It is possible to trace the history of the fall of the Satavahana empire on the
basis of their coins and inscriptions. The empire was partitioned among five
minor dynasties. The northern provinces came under the sway of a collateral
branch of the Satavahanas. In the west the Abhiras established themselves
around Nasik; the Ikshvakus carved out for themselves a kingdom in the
eastern (Krishna-Guntur) region; the Chutus controlled the far-flung areas of
the south-western parts and extended their power in the north and east, and
the Pallavas filled the political vacuum in the south-eastern tracts.
Polity and Administration
The official records along with a few Buddhist records afford an interesting
glimpse of Satavahana polity. Monarchy was throughout hereditary. Without
asserting their Divine Right, the Satavahanas were content with the simple
title of rajan. Wielding unlimited power in theory, the administration of the
Satavahana kings, in practice, was checked by custom and the Sastric
injunctions. The princes were styled kumaras and appointed as provincial
viceroys.
     Feudatories of different grades were the pivot in the administrative
machinery of the Satavahanas. The highest class consisted of petty princes
styled as raja who struck coins in their own names. Next in rank came the
maharathis and mahabhojas, titles which were hereditary and restricted to a
few families in Thane and Kolaba districts of Maharashtra and north Mysore.

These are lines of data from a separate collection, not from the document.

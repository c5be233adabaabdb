//! Interactive control shell for server mode.
//!
//! Reads one command per line from stdin and drives connected agents:
//!
//! ```text
//! ls                                    list active agents
//! isactive <name>                       check one agent
//! execute <name> <cmd...>               run a shell command on an agent
//! download <name> <url> <dir> <file>    make an agent fetch a file
//! help                                  show this list
//! quit                                  stop the server
//! ```

use crate::services::{DOWNLOAD, EXECUTE};
use anyhow::Result;
use pylon_core::{Payload, RpcServer};
use serde_json::{json, Value};
use tokio::io::{AsyncBufReadExt, BufReader};
use tracing::debug;

pub const HELP: &str = "\
commands:
  ls                                    list active agents
  isactive <name>                       check whether an agent is active
  execute <name> <cmd...>               run a shell command on an agent
  download <name> <url> <dir> <file>    make an agent download a file
  help                                  show this help
  quit                                  stop the server";

/// One parsed shell line.
#[derive(Debug, Clone, PartialEq, Eq)]
pub enum ShellCommand {
    List,
    IsActive {
        name: String,
    },
    Execute {
        name: String,
        cmd: String,
    },
    Download {
        name: String,
        url: String,
        dir: String,
        file_name: String,
    },
    Help,
    Quit,
    Empty,
    /// A known command with the wrong arguments; carries its usage line.
    Usage(&'static str),
    Unknown(String),
}

impl ShellCommand {
    pub fn parse(line: &str) -> Self {
        let mut words = line.split_whitespace();
        let Some(command) = words.next() else {
            return ShellCommand::Empty;
        };
        let args: Vec<&str> = words.collect();

        match command {
            "ls" => ShellCommand::List,
            "help" => ShellCommand::Help,
            "quit" | "exit" => ShellCommand::Quit,
            "isactive" => match args.as_slice() {
                [name] => ShellCommand::IsActive {
                    name: name.to_string(),
                },
                _ => ShellCommand::Usage("isactive <name>"),
            },
            "execute" => match args.as_slice() {
                [name, cmd @ ..] if !cmd.is_empty() => ShellCommand::Execute {
                    name: name.to_string(),
                    cmd: cmd.join(" "),
                },
                _ => ShellCommand::Usage("execute <name> <cmd...>"),
            },
            "download" => match args.as_slice() {
                [name, url, dir, file_name] => ShellCommand::Download {
                    name: name.to_string(),
                    url: url.to_string(),
                    dir: dir.to_string(),
                    file_name: file_name.to_string(),
                },
                _ => ShellCommand::Usage("download <name> <url> <dir> <file>"),
            },
            other => ShellCommand::Unknown(other.to_string()),
        }
    }
}

fn payload(value: Value) -> Payload {
    match value {
        Value::Object(map) => map,
        _ => Payload::new(),
    }
}

/// Run one command against `server` and render what to print.
///
/// Returns `None` for [`ShellCommand::Quit`].
pub async fn run_command(server: &RpcServer, command: ShellCommand) -> Option<String> {
    let output = match command {
        ShellCommand::Quit => return None,
        ShellCommand::Empty => String::new(),
        ShellCommand::Help => HELP.to_string(),
        ShellCommand::Usage(usage) => format!("usage: {}", usage),
        ShellCommand::Unknown(command) => format!("no command [{}]", command),
        ShellCommand::List => {
            let clients = server.active_clients();
            if clients.is_empty() {
                "no active clients".to_string()
            } else {
                clients.join("\n")
            }
        }
        ShellCommand::IsActive { name } => server.is_active(&name).to_string(),
        ShellCommand::Execute { name, cmd } => {
            call(server, &name, EXECUTE, payload(json!({ "cmd": cmd }))).await
        }
        ShellCommand::Download {
            name,
            url,
            dir,
            file_name,
        } => {
            let params = payload(json!({ "url": url, "dir": dir, "fileName": file_name }));
            call(server, &name, DOWNLOAD, params).await
        }
    };
    Some(output)
}

async fn call(server: &RpcServer, name: &str, kind: &str, params: Payload) -> String {
    let result = match server.send_to_client(name, kind, params).await {
        Ok(response) => response.into_result(),
        Err(e) => Err(e),
    };
    match result {
        Ok(Some(Value::String(text))) => text,
        Ok(Some(data)) => data.to_string(),
        Ok(None) => "ok".to_string(),
        Err(e) => format!("error: {}", e),
    }
}

/// Read commands from stdin until `quit` or end of input.
pub async fn run(server: &RpcServer) -> Result<()> {
    let mut lines = BufReader::new(tokio::io::stdin()).lines();
    println!("{}", HELP);

    while let Some(line) = lines.next_line().await? {
        let command = ShellCommand::parse(&line);
        debug!(?command, "Shell command");
        match run_command(server, command).await {
            Some(output) if output.is_empty() => {}
            Some(output) => println!("{}", output),
            None => break,
        }
    }
    Ok(())
}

The maharathis enjoyed certain privileges and could grant in their own
names villages with fiscal immunities attached to them. According to
Nanaghat and Kanheri inscriptions, the maharathis had matrimonial relations
with the ruling family. Two more feudatory titles—mahase-napati and
mahatalavara were created to meet the growing demands of an extended
empire.
     The empire was divided into janapadas and aharas. An ahara
corresponds to a vishaya (district). Gama was the division below that of
ahara. The aharas were put in charge of amachas. Gamika supervised the
gama. The other functionaries were mahatarakas (Great chamberlains),
bhandagarikas (Storekeepers), heranikas (Treasurers), nibamd-hakaras
(Officers in charge of registration of documents), dutakas and pratiharas.